Hugo Chávez’s legacy, the United Socialist Party of Venezuela, is more than the ruling party. It retains enormous influence among its millions of members. Mass organizations and social projects called missions, are organized by popular organizations called communes and communal councils. Women play a major role in the process, in the nation’s militias, in the hands-on operation of programs like the CLAP food distribution, and in neighborhood organizations.
Throughout every state, city and rural community, the forces encompassed in the United Socialist Party of Venezuela and the Great Patriotic Pole are mobilizing the people and organizing practice runs to familiarize the population with the voting machines and process come Dec. 6.

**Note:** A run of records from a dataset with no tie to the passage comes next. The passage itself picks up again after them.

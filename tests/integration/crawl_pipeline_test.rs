// Copyright (c) 2025 Kirky.X
//
// Licensed under the MIT License
// See LICENSE file in the project root for full license information.

use super::helpers::{create_test_crawler, json_files};
use serde_json::json;
use std::collections::HashSet;
use std::time::Duration;
use tempfile::TempDir;
use topicrawl::domain::models::fetch_result::FetchMetadata;
use topicrawl::domain::models::topic::Topic;
use wiremock::matchers::{method, path};
use wiremock::{Mock, MockServer, ResponseTemplate};

const SHARED_BODY: &str = "<html><body>heat pump design manual</body></html>";

async fn mount_pages(server: &MockServer) {
    for page in ["/same-a", "/same-b"] {
        Mock::given(method("GET"))
            .and(path(page))
            .respond_with(ResponseTemplate::new(200).set_body_string(SHARED_BODY))
            .mount(server)
            .await;
    }
    Mock::given(method("GET"))
        .and(path("/unique"))
        .respond_with(
            ResponseTemplate::new(200).set_body_string("<html>heat pump sizing calculation</html>"),
        )
        .mount(server)
        .await;
    Mock::given(method("GET"))
        .and(path("/missing"))
        .respond_with(ResponseTemplate::new(404))
        .mount(server)
        .await;
    Mock::given(method("GET"))
        .and(path("/broken"))
        .respond_with(ResponseTemplate::new(500))
        .mount(server)
        .await;
    Mock::given(method("GET"))
        .and(path("/slow"))
        .respond_with(ResponseTemplate::new(200).set_delay(Duration::from_secs(2)))
        .mount(server)
        .await;
}

fn cached_payloads(dir: &std::path::Path) -> usize {
    let mut count = 0;
    let mut stack = vec![dir.to_path_buf()];
    while let Some(current) = stack.pop() {
        for entry in std::fs::read_dir(&current).unwrap().flatten() {
            let path = entry.path();
            if path.is_dir() {
                stack.push(path);
            } else if path.file_name().map_or(false, |n| n != "index.json") {
                count += 1;
            }
        }
    }
    count
}

#[tokio::test]
async fn test_crawl_all_topics_end_to_end() {
    let server = MockServer::start().await;
    mount_pages(&server).await;
    let temp = TempDir::new().unwrap();

    let urls: Vec<_> = ["/same-a", "/same-b", "/unique", "/missing", "/broken", "/slow"]
        .iter()
        .map(|p| json!({"url": format!("{}{}", server.uri(), p), "priority": 50}))
        .collect();
    std::fs::write(
        temp.path().join("discovered_urls.json"),
        serde_json::to_vec(&json!({"1": {"topic_name": "Heat Pumps", "count": urls.len(), "urls": urls}}))
            .unwrap(),
    )
    .unwrap();

    let topics = vec![
        Topic::new(1, "Heat Pumps").with_keywords(["heat pump"]),
        Topic::new(2, "Never Discovered"),
    ];

    let crawler = create_test_crawler(temp.path()).await;
    let summary = crawler.crawl_all_topics(&topics, 50).await.unwrap();

    assert_eq!(summary.skipped, vec![2]);
    assert!(summary.failed.is_empty());
    assert_eq!(summary.total_attempted, 6);
    assert_eq!(summary.total_succeeded, 3);
    assert!(summary.topics[0].average_relevance > 0.0);

    // Distinct URLs never share a metadata file, even with identical content
    let topic_dir = temp.path().join("raw").join("topic_001");
    let files = json_files(&topic_dir);
    assert_eq!(files.len(), 3);
    assert_eq!(files.iter().collect::<HashSet<_>>().len(), 3);

    let records: Vec<FetchMetadata> = files
        .iter()
        .map(|name| serde_json::from_slice(&std::fs::read(topic_dir.join(name)).unwrap()).unwrap())
        .collect();
    let recorded_urls: HashSet<&str> = records.iter().map(|r| r.url.as_str()).collect();
    assert_eq!(recorded_urls.len(), 3);
    assert!(records.iter().all(|r| !r.from_cache));

    let shared: Vec<&FetchMetadata> = records
        .iter()
        .filter(|r| r.content_length == SHARED_BODY.len())
        .collect();
    assert_eq!(shared.len(), 2);
    assert_eq!(shared[0].content_hash, shared[1].content_hash);

    // Non-2xx responses are final; successes are fetched exactly once
    let requests = server.received_requests().await.unwrap();
    let hits_for = |p: &str| requests.iter().filter(|r| r.url.path() == p).count();
    assert_eq!(hits_for("/broken"), 1);
    assert_eq!(hits_for("/missing"), 1);
    assert_eq!(hits_for("/same-a"), 1);
    assert_eq!(hits_for("/slow"), 2);

    // Identical content is stored once
    assert_eq!(cached_payloads(&temp.path().join("cache")), 2);
    assert!(temp.path().join("cache").join("index.json").exists());
}

#[tokio::test]
async fn test_warm_cache_serves_second_run() {
    let server = MockServer::start().await;
    mount_pages(&server).await;
    let temp = TempDir::new().unwrap();

    let urls: Vec<_> = ["/same-a", "/same-b", "/unique"]
        .iter()
        .map(|p| json!({"url": format!("{}{}", server.uri(), p)}))
        .collect();
    std::fs::write(
        temp.path().join("discovered_urls_enhanced.json"),
        serde_json::to_vec(&json!({"4": {"tech_id": 4, "tech_name": "Heat Pumps", "count": 3, "urls": urls}}))
            .unwrap(),
    )
    .unwrap();
    let topics = vec![Topic::new(4, "Heat Pumps")];

    let first = create_test_crawler(temp.path()).await;
    let summary = first.crawl_all_topics(&topics, 50).await.unwrap();
    assert_eq!(summary.total_succeeded, 3);

    // A fresh crawler loads the persisted index and never touches the network
    let second = create_test_crawler(temp.path()).await;
    let summary = second.crawl_all_topics(&topics, 50).await.unwrap();

    assert_eq!(summary.total_succeeded, 3);
    assert_eq!(summary.topics[0].from_cache, 3);
    let stats = second.fetcher().cache().stats();
    assert_eq!(stats.hits, 3);
    assert_eq!(stats.misses, 0);
    assert_eq!(json_files(&temp.path().join("raw").join("topic_004")).len(), 3);

    let requests = server.received_requests().await.unwrap();
    assert_eq!(requests.len(), 3);
}

#[tokio::test]
async fn test_max_urls_caps_each_topic() {
    let server = MockServer::start().await;
    mount_pages(&server).await;
    let temp = TempDir::new().unwrap();

    let urls: Vec<_> = ["/same-a", "/unique", "/same-b"]
        .iter()
        .map(|p| json!({"url": format!("{}{}", server.uri(), p)}))
        .collect();
    std::fs::write(
        temp.path().join("discovered_urls_enhanced.json"),
        serde_json::to_vec(&json!({"1": {"urls": urls}})).unwrap(),
    )
    .unwrap();

    let crawler = create_test_crawler(temp.path()).await;
    let summary = crawler
        .crawl_all_topics(&[Topic::new(1, "Heat Pumps")], 2)
        .await
        .unwrap();

    assert_eq!(summary.total_attempted, 2);
    assert_eq!(summary.total_succeeded, 2);

    let requests = server.received_requests().await.unwrap();
    assert!(requests.iter().all(|r| r.url.path() != "/same-b"));
}
// Copyright (c) 2025 Kirky.X
//
// Licensed under the MIT License
// See LICENSE file in the project root for full license information.

use std::sync::Arc;
use std::time::Instant;
use tracing::info;

use crate::config::settings::Settings;
use crate::domain::models::topic::Topic;
use crate::domain::search::engine::SourceAdapter;
use crate::infrastructure::search::aggregator::{DiscoveryAggregator, DiscoveryOutcome};
use crate::infrastructure::search::bing::BingSource;
use crate::infrastructure::search::duckduckgo::DuckDuckGoSource;
use crate::infrastructure::search::scholar::ScholarSource;
use crate::infrastructure::search::source::SourceContext;
use crate::infrastructure::search::url_filter::UrlFilter;
use crate::infrastructure::storage::CrawlStorage;
use crate::utils::errors::DiscoveryError;

/// 按配置组装搜索源
///
/// DuckDuckGo始终启用，Bing与Scholar由开关控制
pub fn build_sources(settings: &Settings, filter: Arc<UrlFilter>) -> Vec<Arc<dyn SourceAdapter>> {
    let context = SourceContext::new(&settings.user_agent, filter, settings.per_query_delay());

    let mut sources: Vec<Arc<dyn SourceAdapter>> =
        vec![Arc::new(DuckDuckGoSource::new(context.clone()))];
    if settings.discovery.enable_bing {
        sources.push(Arc::new(BingSource::new(context.clone())));
    }
    if settings.discovery.enable_scholar {
        sources.push(Arc::new(
            ScholarSource::new(context).with_cutoff(settings.discovery.scholar_cutoff),
        ));
    }
    sources
}

/// 主题发现用例
///
/// 对所有主题运行发现聚合器，结束后一次性写出增强发现文件
pub struct DiscoveryUseCase {
    aggregator: Arc<DiscoveryAggregator>,
    storage: CrawlStorage,
}

impl DiscoveryUseCase {
    pub fn new(aggregator: Arc<DiscoveryAggregator>, storage: CrawlStorage) -> Self {
        Self {
            aggregator,
            storage,
        }
    }

    pub fn from_settings(settings: &Settings) -> Self {
        let filter = Arc::new(settings.url_filter());
        let sources = build_sources(settings, filter.clone());
        let aggregator = DiscoveryAggregator::new(sources, filter, settings.discovery_config());
        Self::new(Arc::new(aggregator), settings.storage())
    }

    /// 发现所有主题的候选URL并写出结果文件
    ///
    /// # 参数
    ///
    /// * `topics` - 主题列表
    ///
    /// # 返回值
    ///
    /// * `Ok(DiscoveryOutcome)` - 成功主题的结果与失败主题ID
    /// * `Err(DiscoveryError)` - 结果文件写入失败
    pub async fn discover_all_topics(
        &self,
        topics: &[Topic],
    ) -> Result<DiscoveryOutcome, DiscoveryError> {
        let started = Instant::now();
        let outcome = self.aggregator.discover_all(topics).await;
        let path = self.storage.save_discovery(&outcome.results).await?;

        let succeeded = outcome.results.len();
        let total_urls = outcome.total_urls();
        let average = if succeeded == 0 {
            0.0
        } else {
            total_urls as f64 / succeeded as f64
        };

        info!(
            succeeded,
            failed = outcome.failed.len(),
            total_urls,
            "Discovery complete: {}/{} topics, {} URLs ({:.1} per topic) in {:.1} minutes, saved to {}",
            succeeded,
            topics.len(),
            total_urls,
            average,
            started.elapsed().as_secs_f64() / 60.0,
            path.display()
        );

        Ok(outcome)
    }
}

#[cfg(test)]
mod tests {
    use super::*;
    use crate::domain::search::engine::SearchHit;
    use crate::infrastructure::search::aggregator::DiscoveryConfig;
    use async_trait::async_trait;
    use tempfile::TempDir;

    struct StaticSource;

    #[async_trait]
    impl SourceAdapter for StaticSource {
        async fn search(&self, query: &str, _max_results: usize) -> Vec<SearchHit> {
            vec![SearchHit::new(format!(
                "https://docs.test/{}",
                query.replace(' ', "-")
            ))]
        }

        fn name(&self) -> &'static str {
            "static"
        }
    }

    #[tokio::test]
    async fn test_discovery_writes_enhanced_file() {
        let temp = TempDir::new().unwrap();
        let storage = CrawlStorage::new(temp.path());
        let aggregator = DiscoveryAggregator::new(
            vec![Arc::new(StaticSource)],
            Arc::new(UrlFilter::new(["docs.test"], Vec::<String>::new())),
            DiscoveryConfig {
                max_queries_per_topic: 2,
                ..DiscoveryConfig::default()
            },
        );
        let use_case = DiscoveryUseCase::new(Arc::new(aggregator), storage.clone());

        let outcome = use_case
            .discover_all_topics(&[Topic::new(3, "Heat Pumps").with_category("hvac")])
            .await
            .unwrap();
        assert_eq!(outcome.total_urls(), 2);

        let raw: serde_json::Value =
            serde_json::from_slice(&std::fs::read(storage.enhanced_discovery_path()).unwrap())
                .unwrap();
        let entry = &raw["3"];
        assert_eq!(entry["tech_id"], 3);
        assert_eq!(entry["tech_name"], "Heat Pumps");
        assert_eq!(entry["category"], "hvac");
        assert_eq!(entry["count"], 2);
        assert_eq!(entry["urls"][0]["priority"], 100);
        assert!(entry["urls"][0]["query"].is_string());
        assert!(entry["discovered_at"].is_string());
    }
}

In spite of increasing unilateral coercive measures by the U.S., Canada and European countries, especially in the last year, there are several countries allied with Venezuela that have not bowed down to imperialist pressure. The anti-blockade law is Venezuela’s answer to break out of the imperialist encirclement.
It is incumbent upon progressive movements and activists in the world to understand the gravity of Venezuela’s situation, their struggle to overcome and the need for unconditional solidarity with the Bolivarian Revolution. Stand with the heroic Venezuelan masses in defense of their sovereignty and their revolutionary struggle for socialism!